The CHMP's recommendation follows Eisai's request for a re-examination after an initial negative recommendation. A final decision from the European Commission regarding marketing authorization is anticipated within 67 days.
Gunilla Osswald, CEO of BioArctic, expressed gratitude that the CHMP recognized the benefit of lecanemab outweighs the risk for the specified patient population. BioArctic and Eisai are now preparing for joint commercialization in the Nordic region, pending the European Commission's approval.
Lecanemab, marketed as Leqembi, is a humanized immunoglobulin gamma 1 (IgG1) monoclonal antibody that targets aggregated soluble (protofibril) and insoluble forms of amyloid-beta (Aβ). It is designed to reduce amyloid plaques in the brain, a hallmark of Alzheimer's disease.
Lecanemab's efficacy was demonstrated in Eisai's global Clarity AD clinical trial, a Phase 3, placebo-controlled, double-blind study involving 1,795 patients with early Alzheimer's disease. The trial met its primary endpoint, showing a statistically significant reduction in clinical decline on the Clinical Dementia Rating-Sum of Boxes (CDR-SB) scale. Specifically, in the recommended indicated population (ApoE ε4 heterozygotes or non-carriers), lecanemab reduced clinical decline by 33% at 18 months compared to placebo (difference, -0.58; 95% confidence interval [CI], -0.81 to -0.35; P<0.00001).

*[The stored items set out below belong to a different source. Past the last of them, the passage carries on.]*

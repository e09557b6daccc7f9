// Plain-text and JSON views of league data for the terminal.

use std::collections::{BTreeMap, HashMap};

use chrono::{DateTime, Utc};
use serde::Serialize;

use leaguesim_core::league::fixture::{Match, MatchId, Score};
use leaguesim_core::league::standing::StandingEntry;
use leaguesim_core::league::team::{Team, TeamId};

/// Team names by id, with a placeholder for ids that no longer resolve.
pub struct Names<'a> {
    by_id: HashMap<TeamId, &'a str>,
}

impl<'a> Names<'a> {
    pub fn new(teams: &'a [Team]) -> Self {
        Names {
            by_id: teams.iter().map(|t| (t.id, t.name.as_str())).collect(),
        }
    }

    pub fn get(&self, id: TeamId) -> &'a str {
        self.by_id.get(&id).copied().unwrap_or("?")
    }
}

// ---------------------------------------------------------------------------
// Serializable rows
// ---------------------------------------------------------------------------

#[derive(Debug, Serialize)]
pub struct TableRow<'a> {
    pub position: u32,
    pub team_id: TeamId,
    pub team: &'a str,
    pub played: u32,
    pub wins: u32,
    pub draws: u32,
    pub losses: u32,
    pub goals_for: u32,
    pub goals_against: u32,
    pub goal_difference: i64,
    pub points: u32,
}

#[derive(Debug, Serialize)]
pub struct FixtureRow<'a> {
    pub id: MatchId,
    pub week: u32,
    pub home: &'a str,
    pub away: &'a str,
    pub result: Option<Score>,
    pub played_at: Option<DateTime<Utc>>,
}

pub fn table_rows<'a>(entries: &[StandingEntry], names: &Names<'a>) -> Vec<TableRow<'a>> {
    entries
        .iter()
        .map(|e| TableRow {
            position: e.position,
            team_id: e.team_id,
            team: names.get(e.team_id),
            played: e.matches_played(),
            wins: e.wins,
            draws: e.draws,
            losses: e.losses,
            goals_for: e.goals_for,
            goals_against: e.goals_against,
            goal_difference: e.goal_difference,
            points: e.points,
        })
        .collect()
}

pub fn fixture_rows<'a>(matches: &[Match], names: &Names<'a>) -> Vec<FixtureRow<'a>> {
    matches
        .iter()
        .map(|m| FixtureRow {
            id: m.id,
            week: m.week,
            home: names.get(m.home_team_id),
            away: names.get(m.away_team_id),
            result: m.result,
            played_at: m.played_at,
        })
        .collect()
}

// ---------------------------------------------------------------------------
// Text output
// ---------------------------------------------------------------------------

pub fn teams_text(teams: &[Team]) -> String {
    let width = name_width(teams.iter().map(|t| t.name.as_str()));
    let mut out = format!("{:>4}  {:<width$}  {:>8}  {}\n", "ID", "Team", "Strength", "City");
    for t in teams {
        out.push_str(&format!(
            "{:>4}  {:<width$}  {:>8}  {}\n",
            t.id, t.name, t.strength, t.city
        ));
    }
    out
}

pub fn table_text(rows: &[TableRow<'_>]) -> String {
    let width = name_width(rows.iter().map(|r| r.team));
    let mut out = format!(
        "{:>3}  {:<width$}  {:>2} {:>2} {:>2} {:>2} {:>3} {:>3} {:>4} {:>4}\n",
        "Pos", "Team", "P", "W", "D", "L", "GF", "GA", "GD", "Pts"
    );
    for r in rows {
        out.push_str(&format!(
            "{:>3}  {:<width$}  {:>2} {:>2} {:>2} {:>2} {:>3} {:>3} {:>+4} {:>4}\n",
            r.position,
            r.team,
            r.played,
            r.wins,
            r.draws,
            r.losses,
            r.goals_for,
            r.goals_against,
            r.goal_difference,
            r.points
        ));
    }
    out
}

/// Fixtures grouped under "Week N" headings.
pub fn fixtures_text(rows: &[FixtureRow<'_>]) -> String {
    let mut by_week: BTreeMap<u32, Vec<&FixtureRow<'_>>> = BTreeMap::new();
    for r in rows {
        by_week.entry(r.week).or_default().push(r);
    }

    let width = name_width(rows.iter().flat_map(|r| [r.home, r.away]));
    let mut out = String::new();
    for (week, fixtures) in by_week {
        out.push_str(&format!("Week {week}\n"));
        for r in fixtures {
            let result = r
                .result
                .map_or_else(|| "-".to_string(), |s| s.to_string());
            out.push_str(&format!(
                "  [{:>3}] {:>width$}  {:^7}  {}\n",
                r.id, r.home, result, r.away
            ));
        }
    }
    out
}

fn name_width<'a>(names: impl Iterator<Item = &'a str>) -> usize {
    names.map(|n| n.chars().count()).max().unwrap_or(0).max(4)
}
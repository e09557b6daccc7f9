// Library root: re-exports all modules so the CLI and integration tests can
// reach the crate's public API.

pub mod config;
pub mod db;
pub mod engine;
pub mod error;
pub mod league;
pub mod season;
pub mod store;

pub use error::LeagueError;
pub use season::League;
pub use store::{LeagueStore, MatchFilter};
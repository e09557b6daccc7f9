// Team roster import from CSV.
//
// Expected columns: name,strength,city,logo (logo may be empty or absent).
// Extra columns are ignored.

use std::io::Read;
use std::path::Path;

use serde::Deserialize;
use thiserror::Error;
use tracing::warn;

use super::team::NewTeam;

#[derive(Debug, Error)]
pub enum ImportError {
    #[error("I/O error reading {path}: {source}")]
    Io {
        path: String,
        source: std::io::Error,
    },

    #[error("CSV error in {path}: {source}")]
    Csv { path: String, source: csv::Error },

    #[error("validation error: {0}")]
    Validation(String),
}

#[derive(Debug, Deserialize)]
struct RawTeamRow {
    name: String,
    strength: i64,
    city: String,
    #[serde(default)]
    logo: Option<String>,
}

fn load_teams_from_reader<R: Read>(rdr: R) -> Result<Vec<NewTeam>, csv::Error> {
    let mut reader = csv::ReaderBuilder::new().trim(csv::Trim::All).from_reader(rdr);
    let mut teams = Vec::new();
    for result in reader.deserialize::<RawTeamRow>() {
        match result {
            Ok(raw) => {
                let team = NewTeam {
                    name: raw.name,
                    strength: raw.strength,
                    city: raw.city,
                    logo: raw.logo.filter(|l| !l.is_empty()),
                };
                if let Err(e) = team.validate() {
                    warn!("skipping team '{}': {}", team.name, e);
                    continue;
                }
                teams.push(team);
            }
            Err(e) => {
                warn!("skipping malformed team row: {}", e);
            }
        }
    }
    Ok(teams)
}

/// Load team definitions from a CSV file.
///
/// Rows that fail to parse or validate are skipped with a warning. A file
/// with no valid rows is an error.
pub fn load_teams_csv(path: &Path) -> Result<Vec<NewTeam>, ImportError> {
    let file = std::fs::File::open(path).map_err(|e| ImportError::Io {
        path: path.display().to_string(),
        source: e,
    })?;
    let teams = load_teams_from_reader(file).map_err(|e| ImportError::Csv {
        path: path.display().to_string(),
        source: e,
    })?;
    if teams.is_empty() {
        return Err(ImportError::Validation(format!(
            "{} produced zero valid team rows",
            path.display()
        )));
    }
    Ok(teams)
}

Secondary endpoints also showed significant benefits. The Alzheimer's Disease Cooperative Study-Activities of Daily Living Scale for Mild Cognitive Impairment (ADCS-MCI-ADL) indicated 39% less decline in the lecanemab group compared to placebo at 18 months (difference, 2.2; 95% CI, 1.3 to 3.1; P<0.00001).
The most common adverse reactions observed in the Clarity AD trial within the recommended population included infusion-related reactions (26%), ARIA-H (amyloid-related imaging abnormalities with hemorrhage, 13%), falls (11%), headache (11%), and ARIA-E (amyloid-related imaging abnormalities with edema, 9%).
Eisai has also submitted applications for regulatory approval of lecanemab in 17 other countries and regions. Additionally, a supplemental Biologics License Application (sBLA) for less frequent intravenous maintenance dosing and a Biologics License Application (BLA) for maintenance dosing of a subcutaneous injection formulation are under review by the U.S. FDA.
Further studies are ongoing, including Eisai's Phase 3 clinical study (AHEAD 3-45) in individuals with preclinical Alzheimer's disease and the Tau NexGen clinical study for Dominantly Inherited AD (DIAD), where lecanemab is being used as the backbone anti-amyloid therapy.
BioArctic and Eisai have a long-standing collaboration since 2005, focusing on the development and commercialization of drugs for Alzheimer's disease. BioArctic retains the rights to commercialize lecanemab in the Nordic region and is entitled to payments related to regulatory approvals, sales milestones, and royalties on global sales.